Obama’s high approval ratings are sure to fall, and bipartisanship on Capitol Hill is always fleeting. Timing is everything — and Obama’s time is now.

“It’s a very important speech. He had an opportunity to reach out in his inaugural address and he chose not to do that,” said Rep. Tom Cole (Okla.), who was one of the first Republicans last year to propose raising taxes on wealthy families to reach a compromise on the fiscal cliff.

After two years of gridlock, Cole said his colleagues are getting more sophisticated about identifying areas where they can work with Democrats without surrendering their principles.

While there is optimism that immigration and gun bills will get done, tax and entitlement reform are stuck in neutral.

Cole said Obama does not show the same zeal for deal-making that President Clinton did.

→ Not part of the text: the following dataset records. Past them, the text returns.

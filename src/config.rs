use thiserror::Error;
use tracing::Level;
use vocab_core::{CodecConfig, DEFAULT_MAX_DEPTH};

#[derive(Debug, Error, PartialEq, Eq)]
pub enum ConfigError {
    #[error("invalid value `{value}` for {key}")]
    InvalidValue { key: &'static str, value: String },
}

/// Runtime settings, read from the environment after `.env*` files are loaded.
#[derive(Debug, Clone, Copy, PartialEq, Eq)]
pub struct Config {
    /// `VOCAB_MAX_DEPTH`
    pub max_depth: usize,
    /// `VOCAB_LOG_LEVEL`
    pub log_level: Level,
    /// `VOCAB_PRETTY`
    pub pretty: bool,
}

impl Default for Config {
    fn default() -> Self {
        Self {
            max_depth: DEFAULT_MAX_DEPTH,
            log_level: Level::INFO,
            pretty: false,
        }
    }
}

impl Config {
    pub fn from_env() -> Result<Self, ConfigError> {
        Self::from_lookup(|key| std::env::var(key).ok())
    }

    /// Unset keys keep their default.
    pub fn from_lookup(lookup: impl Fn(&str) -> Option<String>) -> Result<Self, ConfigError> {
        let mut config = Self::default();

        if let Some(value) = lookup("VOCAB_MAX_DEPTH") {
            config.max_depth = value
                .trim()
                .parse::<usize>()
                .ok()
                .filter(|depth| *depth > 0)
                .ok_or_else(|| invalid("VOCAB_MAX_DEPTH", &value))?;
        }

        if let Some(value) = lookup("VOCAB_LOG_LEVEL") {
            config.log_level = value.trim().parse().map_err(|_| invalid("VOCAB_LOG_LEVEL", &value))?;
        }

        if let Some(value) = lookup("VOCAB_PRETTY") {
            config.pretty = match value.trim().to_ascii_lowercase().as_str() {
                "1" | "true" | "yes" => true,
                "0" | "false" | "no" => false,
                _ => return Err(invalid("VOCAB_PRETTY", &value)),
            };
        }

        Ok(config)
    }

    pub fn codec_config(&self) -> CodecConfig {
        CodecConfig {
            max_depth: self.max_depth,
        }
    }
}

fn invalid(key: &'static str, value: &str) -> ConfigError {
    tracing::error!("{key} has an invalid value: {value}");
    ConfigError::InvalidValue {
        key,
        value: value.to_owned(),
    }
}
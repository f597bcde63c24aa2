//! Bare references to entities that are not inlined.

use std::{fmt, str::FromStr};

use serde::{Deserialize, Serialize};
use url::Url;

use crate::errors::IriError;

/// An absolute IRI, kept verbatim.
///
/// The `url` crate validates the reference but its normalised form is never
/// written back, so `http://example.com` stays `http://example.com` on output.
#[derive(Serialize, Deserialize, Debug, Clone, PartialEq, Eq, Hash, PartialOrd, Ord)]
#[serde(try_from = "String", into = "String")]
pub struct Iri {
    raw: String,
    url: Url,
}

impl Iri {
    /// Parses an absolute reference. Relative references are rejected.
    pub fn parse(input: &str) -> Result<Self, IriError> {
        let url = Url::parse(input).map_err(|_| IriError::NotAbsolute(input.to_owned()))?;

        Ok(Self {
            raw: input.to_owned(),
            url,
        })
    }

    pub fn as_str(&self) -> &str {
        &self.raw
    }

    /// The parsed (normalised) form, for callers that want to dereference it.
    pub fn as_url(&self) -> &Url {
        &self.url
    }

    pub fn scheme(&self) -> &str {
        self.url.scheme()
    }
}

impl FromStr for Iri {
    type Err = IriError;

    fn from_str(s: &str) -> Result<Self, Self::Err> {
        Self::parse(s)
    }
}

impl TryFrom<String> for Iri {
    type Error = IriError;

    fn try_from(value: String) -> Result<Self, Self::Error> {
        let url = Url::parse(&value).map_err(|_| IriError::NotAbsolute(value.clone()))?;
        Ok(Self { raw: value, url })
    }
}

impl From<Iri> for String {
    fn from(iri: Iri) -> Self {
        iri.raw
    }
}

impl AsRef<str> for Iri {
    fn as_ref(&self) -> &str {
        &self.raw
    }
}

impl fmt::Display for Iri {
    fn fmt(&self, f: &mut fmt::Formatter<'_>) -> fmt::Result {
        f.write_str(&self.raw)
    }
}
//! The vocabulary object: identity, type tags, schema slots and extension bag.

use std::collections::BTreeMap;

use serde::{Serialize, Serializer};
use serde_json::{Map, Value};

use crate::{
    codec,
    errors::PropertyError,
    iri::Iri,
    langmap::LanguageMap,
    property::{FunctionalProperty, NonFunctionalProperty, Property},
    schema::{PropertySchema, TypeSchema},
};

/// An instance of one concrete vocabulary type.
///
/// Slots are created on first mutable access. A stored non-functional slot
/// is written even when empty, as `[]`. Keys the schema does not claim live in the unknown bag and are
/// written back untouched; `@context` is never kept.
#[derive(Debug, Clone, PartialEq)]
pub struct VocabObject {
    schema: &'static TypeSchema,
    id: Option<Iri>,
    types: Vec<String>,
    properties: BTreeMap<&'static str, Property>,
    language_maps: BTreeMap<&'static str, LanguageMap>,
    unknown: Map<String, Value>,
}

impl VocabObject {
    pub fn new(schema: &'static TypeSchema) -> Self {
        Self {
            schema,
            id: None,
            types: Vec::new(),
            properties: BTreeMap::new(),
            language_maps: BTreeMap::new(),
            unknown: Map::new(),
        }
    }

    pub fn schema(&self) -> &'static TypeSchema {
        self.schema
    }

    pub fn type_name(&self) -> &'static str {
        self.schema.name
    }

    pub fn type_iri(&self) -> String {
        self.schema.iri()
    }

    // === Identity ===

    pub fn id(&self) -> Option<&Iri> {
        self.id.as_ref()
    }

    pub fn set_id(&mut self, id: Iri) {
        self.id = Some(id);
    }

    pub fn clear_id(&mut self) -> Option<Iri> {
        self.id.take()
    }

    // === Type tags ===

    /// Tags as read or set. The canonical name is added on output if missing.
    pub fn types(&self) -> &[String] {
        &self.types
    }

    pub fn push_type(&mut self, tag: impl Into<String>) {
        self.types.push(tag.into());
    }

    pub fn set_types(&mut self, tags: Vec<String>) {
        self.types = tags;
    }

    pub fn has_type(&self, tag: &str) -> bool {
        self.types.iter().any(|t| t == tag) || self.schema.matches_tag(tag)
    }

    // === Property slots ===

    pub fn property(&self, name: &str) -> Option<&Property> {
        self.properties.get(name)
    }

    /// Stored slots, in schema order.
    pub fn properties(&self) -> impl Iterator<Item = &Property> + '_ {
        self.schema
            .all_properties()
            .into_iter()
            .filter_map(|p| self.properties.get(p.name))
    }

    pub fn functional(&self, name: &str) -> Option<&FunctionalProperty> {
        match self.properties.get(name)? {
            Property::Functional(p) => Some(p),
            Property::NonFunctional(_) => None,
        }
    }

    /// The functional slot `name`, created empty if unset.
    pub fn functional_mut(&mut self, name: &str) -> Result<&mut FunctionalProperty, PropertyError> {
        let schema = self.lookup(name)?;
        if !schema.functional {
            return Err(PropertyError::NotFunctional(schema.name));
        }

        match self
            .properties
            .entry(schema.name)
            .or_insert_with(|| Property::new(schema))
        {
            Property::Functional(p) => Ok(p),
            Property::NonFunctional(_) => Err(PropertyError::NotFunctional(schema.name)),
        }
    }

    pub fn non_functional(&self, name: &str) -> Option<&NonFunctionalProperty> {
        match self.properties.get(name)? {
            Property::NonFunctional(p) => Some(p),
            Property::Functional(_) => None,
        }
    }

    /// The non-functional slot `name`, created empty if unset.
    pub fn non_functional_mut(&mut self, name: &str) -> Result<&mut NonFunctionalProperty, PropertyError> {
        let schema = self.lookup(name)?;
        if schema.functional {
            return Err(PropertyError::NotNonFunctional(schema.name));
        }

        match self
            .properties
            .entry(schema.name)
            .or_insert_with(|| Property::new(schema))
        {
            Property::NonFunctional(p) => Ok(p),
            Property::Functional(_) => Err(PropertyError::NotNonFunctional(schema.name)),
        }
    }

    pub fn remove_property(&mut self, name: &str) -> Option<Property> {
        self.properties.remove(name)
    }

    // === Natural language maps ===

    pub fn language_map(&self, name: &str) -> Option<&LanguageMap> {
        self.language_maps.get(name)
    }

    /// The language map of `name`, created empty (and therefore emitted) if unset.
    pub fn language_map_mut(&mut self, name: &str) -> Result<&mut LanguageMap, PropertyError> {
        let schema = self.lookup(name)?;
        if !schema.language_map {
            return Err(PropertyError::NoLanguageMap(schema.name));
        }

        Ok(self.language_maps.entry(schema.name).or_default())
    }

    pub fn clear_language_map(&mut self, name: &str) -> Option<LanguageMap> {
        self.language_maps.remove(name)
    }

    // === Unknown bag ===

    pub fn unknown(&self) -> &Map<String, Value> {
        &self.unknown
    }

    /// Stores an extension value. Keys the object routes elsewhere are refused.
    pub fn insert_unknown(&mut self, key: impl Into<String>, value: Value) -> Result<Option<Value>, PropertyError> {
        let key = key.into();
        if self.is_reserved_key(&key) {
            return Err(PropertyError::ReservedKey(key));
        }

        Ok(self.unknown.insert(key, value))
    }

    pub fn remove_unknown(&mut self, key: &str) -> Option<Value> {
        self.unknown.remove(key)
    }

    /// Whether `key` is claimed by identity, type tags, `@context`, a schema
    /// slot or a language map companion.
    pub fn is_reserved_key(&self, key: &str) -> bool {
        matches!(key, "id" | "type" | "@context")
            || self.schema.property(key).is_some()
            || self.schema.language_map_property(key).is_some()
    }

    // === Codec plumbing ===

    pub(crate) fn put_property(&mut self, property: Property) {
        self.properties.insert(property.schema().name, property);
    }

    pub(crate) fn put_language_map(&mut self, schema: &'static PropertySchema, map: LanguageMap) {
        self.language_maps.insert(schema.name, map);
    }

    pub(crate) fn put_unknown(&mut self, key: String, value: Value) {
        self.unknown.insert(key, value);
    }

    fn lookup(&self, name: &str) -> Result<&'static PropertySchema, PropertyError> {
        self.schema
            .property(name)
            .ok_or_else(|| PropertyError::NoSuchProperty {
                type_name: self.schema.name,
                property: name.to_owned(),
            })
    }
}

impl Serialize for VocabObject {
    fn serialize<S>(&self, serializer: S) -> Result<S::Ok, S::Error>
    where
        S: Serializer,
    {
        codec::to_value(self)
            .map_err(<S::Error as serde::ser::Error>::custom)?
            .serialize(serializer)
    }
}

#[cfg(test)]
mod tests {
    use serde_json::json;

    use crate::{
        literal::LiteralKind,
        property::PropertyValue,
        testing::{LINK, NOTE, OBJECT},
    };

    use super::*;

    #[test]
    fn test_new_object_is_empty() {
        let note = VocabObject::new(&NOTE);
        assert_eq!(note.type_name(), "Note");
        assert_eq!(note.type_iri(), "https://www.w3.org/ns/activitystreams#Note");
        assert!(note.id().is_none());
        assert!(note.types().is_empty());
        assert_eq!(note.properties().count(), 0);
        assert!(note.unknown().is_empty());
    }

    #[test]
    fn test_identity() {
        let mut note = VocabObject::new(&NOTE);
        note.set_id(Iri::parse("https://example.com/notes/1").unwrap());
        assert_eq!(note.id().map(Iri::as_str), Some("https://example.com/notes/1"));
        assert!(note.clear_id().is_some());
        assert!(note.id().is_none());
    }

    #[test]
    fn test_has_type_includes_the_schema_name() {
        let mut note = VocabObject::new(&NOTE);
        assert!(note.has_type("Note"));
        note.push_type("ex:Memo");
        assert!(note.has_type("ex:Memo"));
        assert!(!note.has_type("Article"));
    }

    #[test]
    fn test_slot_accessors_check_arity() {
        let mut note = VocabObject::new(&NOTE);
        assert_eq!(
            note.functional_mut("content").unwrap_err(),
            PropertyError::NotFunctional("content")
        );
        assert_eq!(
            note.non_functional_mut("published").unwrap_err(),
            PropertyError::NotNonFunctional("published")
        );
        assert_eq!(
            note.functional_mut("href").unwrap_err(),
            PropertyError::NoSuchProperty {
                type_name: "Note",
                property: "href".to_owned()
            }
        );
    }

    #[test]
    fn test_slots_are_created_on_demand() {
        let mut note = VocabObject::new(&NOTE);
        assert!(note.functional("wordCount").is_none());

        note.functional_mut("wordCount").unwrap().set_literal(12u64).unwrap();
        assert!(note
            .functional("wordCount")
            .unwrap()
            .is_literal_kind(LiteralKind::NonNegativeInteger));
        assert!(note.non_functional("wordCount").is_none());

        assert!(note.remove_property("wordCount").is_some());
        assert!(note.property("wordCount").is_none());
    }

    #[test]
    fn test_properties_iterate_in_schema_order() {
        let mut note = VocabObject::new(&NOTE);
        note.functional_mut("wordCount").unwrap().set_literal(3u64).unwrap();
        note.non_functional_mut("content").unwrap().push_literal("hi").unwrap();
        note.non_functional_mut("attachment")
            .unwrap()
            .push_object(VocabObject::new(&OBJECT))
            .unwrap();

        let names: Vec<_> = note.properties().map(|p| p.schema().name).collect();
        assert_eq!(names, vec!["attachment", "content", "wordCount"]);
    }

    #[test]
    fn test_language_maps() {
        let mut note = VocabObject::new(&NOTE);
        note.language_map_mut("content").unwrap().insert("en", "Hello");
        assert_eq!(note.language_map("content").and_then(|m| m.get("en")), Some("Hello"));

        assert_eq!(
            note.language_map_mut("published").unwrap_err(),
            PropertyError::NoLanguageMap("published")
        );
        assert!(note.clear_language_map("content").is_some());
        assert!(note.language_map("content").is_none());
    }

    #[test]
    fn test_unknown_bag_refuses_claimed_keys() {
        let mut note = VocabObject::new(&NOTE);
        assert_eq!(note.insert_unknown("xCustomField", json!(42)), Ok(None));
        assert_eq!(note.unknown().get("xCustomField"), Some(&json!(42)));

        for key in ["id", "type", "@context", "content", "contentMap", "wordCount"] {
            assert_eq!(
                note.insert_unknown(key, json!(1)),
                Err(PropertyError::ReservedKey(key.to_owned()))
            );
        }

        // `publishedMap` is not a companion key: published has no language map.
        assert!(note.insert_unknown("publishedMap", json!({})).is_ok());
        assert_eq!(note.remove_unknown("xCustomField"), Some(json!(42)));
    }

    #[test]
    fn test_serde_serialize_goes_through_the_codec() {
        let mut link = VocabObject::new(&LINK);
        link.functional_mut("href")
            .unwrap()
            .set(PropertyValue::Iri(Iri::parse("https://example.com/").unwrap()))
            .unwrap();

        let value = serde_json::to_value(&link).unwrap();
        assert_eq!(value, json!({"type": "Link", "href": "https://example.com/"}));
    }
}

“Real bipartisanship is Bill Clinton and the Republican Congress actually making fiscal progress and doing welfare reform in the 1990s,” he said.

Clinton’s welfare compromise secured his 1996 reelection. Obama seems less inclined to give ground on entitlement reform after beating Mitt Romney. He has talked about changes to Social Security and Medicare, but implementing them is not high on his agenda.

Obama revealed some hints last Thursday about what to expect in his State of the Union address. Speaking to House Democrats at their annual retreat in Lansdowne, Va., he said he would call on Congress to stop $85 billion in automatic spending cuts slated for March 1 and urged Democrats to rally behind his proposals for immigration reform and gun control.

He also pledged to discuss job creation, improvements to education and reducing America’s dependence on foreign oil. He has hit these in past addresses to Congress.

Yet Obama made no mention of cutting Medicare and Social Security, which he considered doing in 2011 in talks with Speaker John Boehner (R-Ohio). Instead, he left Democrats buoyed by the impression that he would fight for the sweeping liberal policies he articulated in his second inaugural address.

“There was a lot of enthusiasm about his inaugural address, about how he fully embraced his victory and embraced his agenda,” said Rep. Peter Welch (D-Vt.), who recently launched a bipartisan energy efficiency caucus.

“He said ... he meant to govern according to what he promised in the campaign. I don’t know what else Republicans expected,” Welch said. “I think you’ll see him do everything he can to find common ground as long as it doesn’t require him to give up his commitment to the middle class.”

Democrats say the GOP is in retreat.

“The president won a convincing victory and that fact is not lost on Speaker Boehner, Leader Cantor and the Republicans. It’s a new reality,” Welch said.

Rep. Patrick Meehan (Pa.), a Republican co-sponsor of the bill against straw purchasing of guns, identified cybersecurity and the Violence Against Women Act as “good ones for collaboration.”

He also cited energy and transportation as two other areas where lawmakers could make a “real difference.”

Sen. Ben Cardin (D-Md.), who teamed with Sen. Rob Portman (R-Ohio) in the past to pass pension reform, said his colleagues have grown tired of partisan stalemate.

“There’s no question about that,” he said. “We don’t like what’s happened. That’s one of the reasons there were efforts made to tone things down. Not just with rules reform but beyond the rules.”